◆ **What this task involves**
Gather all lines from the material that contain "inventory".

### Dataset excerpts

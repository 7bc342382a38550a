//! NcML aggregation and THREDDS catalog generation for trees of climate
//! model output laid out by a Directory Reference Syntax (DRS).
//!
//! The flow is: [`inventory`] the tree, [`grouping`] records into time
//! series, [`aggregation`] synthesis per group, [`render`] through Tera
//! templates, and [`output`] with atomic writes. [`catalog`] builds the
//! THREDDS listing of what was written. [`pipeline`] ties the stages together.

pub mod aggregation;
pub mod catalog;
pub mod config;
pub mod error;
pub mod facet;
pub mod grouping;
pub mod inventory;
pub mod output;
pub mod pipeline;
pub mod reader;
pub mod render;
pub mod report;
pub mod testing;
pub mod walk;

pub use aggregation::{AggregationContext, AggregationDescriptor, Synthesis, synthesize};
pub use catalog::{Catalog, CatalogEntry, CatalogLayout, CatalogNode, build_catalog};
pub use config::RunConfig;
pub use error::{Error, Result};
pub use facet::{Drs, FacetMap, TimeDescriptor, extract_facets};
pub use grouping::{AggregationGroup, FixedFieldIndex, GroupKey, Grouping, GroupingStrategy, group};
pub use inventory::{Inventory, InventoryOptions, InventoryRecord, build_inventory};
pub use pipeline::{CatalogRun, Pipeline};
pub use reader::{ArrayReader, TimeCoordinate, default_reader};
pub use render::{FunctionRegistry, Renderer};
pub use report::RunReport;
pub use walk::{FileEnumerator, ListEnumerator, WalkDirEnumerator};
impl RunConfig {
    /// Parse and validate YAML configuration text.
    pub fn from_yaml(text: &str) -> Result<Self> {
        let config: RunConfig = serde_yaml_ng::from_str(text)?;
        config.validate()?;
        Ok(config)
    }

    /// Read, parse and validate a configuration file.
    pub fn load<P: AsRef<Path>>(path: P) -> Result<Self> {
        let text = std::fs::read_to_string(path.as_ref()).map_err(|e| {
            Error::config(format!("cannot read {}: {}", path.as_ref().display(), e))
        })?;
        Self::from_yaml(&text)
    }

    /// Reject configurations that could only fail later, file by file.
    pub fn validate(&self) -> Result<()> {
        if self.drs.is_empty() {
            return Err(Error::config("drs must name at least one facet"));
        }
        if self.concurrency == 0 {
            return Err(Error::config("concurrency must be greater than 0"));
        }
        if self.grouping.facets.is_empty() {
            return Err(Error::config("grouping.facets must not be empty"));
        }

        self.require_drs(&self.variable_facet, "variable_facet")?;
        for facet in self.exclude.keys() {
            self.require_drs(facet, "exclude")?;
        }
        if self.grouping.strategy == GroupingStrategy::Drs {
            for facet in &self.grouping.facets {
                self.require_drs(facet, "grouping.facets")?;
            }
        }
        for facet in &self.grouping.aggregation_facets {
            self.require_drs(facet, "grouping.aggregation_facets")?;
        }
        for facet in self.catalog.nest_by.iter().chain(&self.catalog.filter_facets) {
            if !self.grouping.facets.contains(facet) {
                return Err(Error::unknown_facet(facet, "catalog (not a grouping facet)"));
            }
        }

        let placeholders = PathTemplate::new(&self.output.ncml).placeholders();
        for facet in &placeholders {
            if !self.drs.contains(facet) && !self.grouping.facets.contains(facet) {
                return Err(Error::unknown_facet(facet, "output.ncml"));
            }
        }
        // Each group needs its own document.
        if let Some(missing) = self.grouping.facets.iter().find(|f| !placeholders.contains(*f)) {
            return Err(Error::config(format!(
                "output.ncml '{}' does not use grouping facet '{missing}'",
                self.output.ncml
            )));
        }
        if self.catalog.file.is_empty() || !PathTemplate::new(&self.catalog.file).placeholders().is_empty() {
            return Err(Error::config("catalog.file must be a plain file name"));
        }
        Ok(())
    }

    fn require_drs(&self, facet: &str, context: &str) -> Result<()> {
        if self.drs.contains(facet) {
            Ok(())
        } else {
            Err(Error::unknown_facet(facet, format!("{context} (DRS is {})", self.drs)))
        }
    }

    #[must_use]
    pub fn fixed(&self) -> FixedVariables {
        FixedVariables::new(&self.variable_facet, self.fixed_variables.iter().cloned())
    }

    #[must_use]
    pub fn match_rules(&self) -> MatchRules {
        MatchRules {
            temporal: self.matching.temporal.clone(),
            ignore: self.matching.ignore.clone(),
            variable_facet: self.variable_facet.clone(),
            project_facet: self.project_facet.clone(),
            projects: self
                .matching
                .projects
                .iter()
                .map(|(project, rule)| (project.clone(), rule.ignore.clone()))
                .collect(),
        }
    }
}

#[cfg(test)]
mod tests {
    use super::*;

    #[test]
    fn test_default_config_is_valid() {
        let config = RunConfig::default();
        config.validate().expect("defaults validate");
        assert_eq!(config.drs.len(), 11);
        assert!(config.fixed_variables.contains("areacella"));
        assert_eq!(config.grouping.strategy, GroupingStrategy::Drs);
    }

    #[test]
    fn test_parse_minimal_yaml() {
        let yaml = r#"
drs: [project, model, table, variable]
grouping:
  facets: [project, model, table, variable]
output:
  ncml: "{project}/{model}_{table}_{variable}.ncml"
catalog:
  filter_facets: [variable, table]
"#;
        let config = RunConfig::from_yaml(yaml).expect("valid");
        assert_eq!(config.drs.facets(), ["project", "model", "table", "variable"]);
        assert_eq!(config.concurrency, 8);
        assert_eq!(config.catalog.separator, "_");
    }

    #[test]
    fn test_unknown_strategy_fails_at_parse() {
        let yaml = r#"
drs: [table, variable]
grouping:
  strategy: by-vibes
  facets: [table, variable]
output:
  ncml: "{table}_{variable}.ncml"
"#;
        let err = RunConfig::from_yaml(yaml).expect_err("unknown strategy");
        let msg = err.to_string();
        assert!(msg.contains("by-vibes"), "{msg}");
        assert!(msg.contains("filename-tokens"), "{msg}");
    }

    #[test]
    fn test_grouping_facet_outside_drs() {
        let yaml = r#"
drs: [table, variable]
grouping:
  facets: [model, variable]
output:
  ncml: "{variable}.ncml"
catalog:
  filter_facets: [variable]
"#;
        let err = RunConfig::from_yaml(yaml).expect_err("model is not in the DRS");
        assert!(matches!(err, Error::UnknownFacet { ref facet, .. } if facet == "model"));
    }

    #[test]
    fn test_output_template_checked() {
        let yaml = r#"
drs: [table, variable]
grouping:
  facets: [table, variable]
output:
  ncml: "{institute}/{variable}.ncml"
catalog:
  filter_facets: []
"#;
        let err = RunConfig::from_yaml(yaml).expect_err("institute unknown");
        assert!(err.to_string().contains("output.ncml"));
    }

    #[test]
    fn test_output_template_must_separate_groups() {
        let yaml = r#"
drs: [table, variable]
grouping:
  facets: [table, variable]
output:
  ncml: "{variable}.ncml"
"#;
        let err = RunConfig::from_yaml(yaml).expect_err("day and mon would share tas.ncml");
        assert_eq!(err.kind(), "ConfigError");
        assert!(err.to_string().contains("grouping facet 'table'"), "{err}");
    }

    #[test]
    fn test_unknown_field_rejected() {
        assert!(RunConfig::from_yaml("drss: [a]").is_err());
    }

    #[test]
    fn test_zero_concurrency_rejected() {
        let yaml = r#"
drs: [table, variable]
grouping:
  facets: [table, variable]
output:
  ncml: "{table}.ncml"
concurrency: 0
"#;
        assert!(RunConfig::from_yaml(yaml).is_err());
    }
}
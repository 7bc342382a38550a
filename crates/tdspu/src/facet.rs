//! Facet extraction: turning a path under a DRS root into named facet values.
//!
//! A DRS (Directory Reference Syntax) is the ordered list of facet names
//! encoded by the directory levels under a dataset root, for example
//! `project/product/institute/model/experiment/frequency/realm/table/ensemble/version/variable`.
//! The file name itself is not a facet level.

use std::collections::BTreeMap;
use std::path::{Component, Path};

use serde::{Deserialize, Serialize};

use crate::error::{Error, Result};
use crate::reader::{ArrayReader, TimeCoordinate};

/// Facet name to facet value, ordered by name.
pub type FacetMap = BTreeMap<String, String>;

/// Ordered facet names, one per directory level.
#[derive(Debug, Clone, PartialEq, Eq, Serialize, Deserialize)]
#[serde(transparent)]
pub struct Drs {
    facets: Vec<String>,
}

impl Drs {
    pub fn new<I, S>(facets: I) -> Self
    where
        I: IntoIterator<Item = S>,
        S: Into<String>,
    {
        Self {
            facets: facets.into_iter().map(Into::into).collect(),
        }
    }

    /// Parse a slash-separated schema such as `project/model/experiment`.
    pub fn parse(schema: &str) -> Self {
        Self::new(schema.split('/').filter(|s| !s.is_empty()))
    }

    #[must_use]
    pub fn facets(&self) -> &[String] {
        &self.facets
    }

    #[must_use]
    pub fn len(&self) -> usize {
        self.facets.len()
    }

    #[must_use]
    pub fn is_empty(&self) -> bool {
        self.facets.is_empty()
    }

    #[must_use]
    pub fn contains(&self, facet: &str) -> bool {
        self.facets.iter().any(|f| f == facet)
    }
}

impl std::fmt::Display for Drs {
    fn fmt(&self, f: &mut std::fmt::Formatter<'_>) -> std::fmt::Result {
        write!(f, "{}", self.facets.join("/"))
    }
}

/// Compute the facets of `path`, a file somewhere below `root`.
///
/// The directory levels between `root` and the file are zipped against the
/// schema. A different number of levels is a `SchemaMismatch`.
pub fn extract_facets(path: &Path, root: &Path, schema: &Drs) -> Result<FacetMap> {
    let rel = path
        .strip_prefix(root)
        .map_err(|_| Error::schema_mismatch(path, schema.len(), 0))?;

    let segments: Vec<String> = rel
        .parent()
        .map(|dir| {
            dir.components()
                .filter_map(|c| match c {
                    Component::Normal(s) => Some(s.to_string_lossy().into_owned()),
                    _ => None,
                })
                .collect()
        })
        .unwrap_or_default();

    if segments.len() != schema.len() {
        return Err(Error::schema_mismatch(path, schema.len(), segments.len()));
    }

    Ok(schema.facets().iter().cloned().zip(segments).collect())
}

/// Leading underscore-separated tokens of the file name.
///
/// `tas_day_GFDL-ESM2M_historical_r1i1p1_18610101-18651231.nc` with `n = 2`
/// yields `["tas", "day"]`. Fewer tokens than requested yields what exists.
#[must_use]
pub fn filename_tokens(path: &Path, n: usize) -> Vec<String> {
    let stem = path
        .file_stem()
        .map(|s| s.to_string_lossy().into_owned())
        .unwrap_or_default();
    stem.split('_').take(n).map(str::to_string).collect()
}

/// Time-axis description: units, first value and the constant step.
#[derive(Debug, Clone, PartialEq, Serialize, Deserialize)]
pub struct TimeDescriptor {
    pub units: String,
    pub start: f64,
    pub increment: Option<f64>,
}

impl TimeDescriptor {
    /// Descriptor of a series whose first two samples are `first` and `second`.
    #[must_use]
    pub fn from_samples(units: &str, first: f64, second: Option<f64>) -> Self {
        Self {
            units: units.to_string(),
            start: first,
            increment: second.map(|v| v - first),
        }
    }
}

/// Read the time coordinate of one file.
///
/// `Ok(None)` means the file has no `time` variable. Reader failures become
/// `MetadataRead` errors naming the file.
pub fn read_time_coordinate(reader: &dyn ArrayReader, path: &Path) -> Result<Option<TimeCoordinate>> {
    reader
        .time_coordinate(path)
        .map_err(|e| Error::metadata_read(path, e))
}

######

◆ **Solution to this exercise**
//! The flow is: [`inventory`] the tree, [`grouping`] records into time
pub mod inventory;
pub use inventory::{Inventory, InventoryOptions, InventoryRecord, build_inventory};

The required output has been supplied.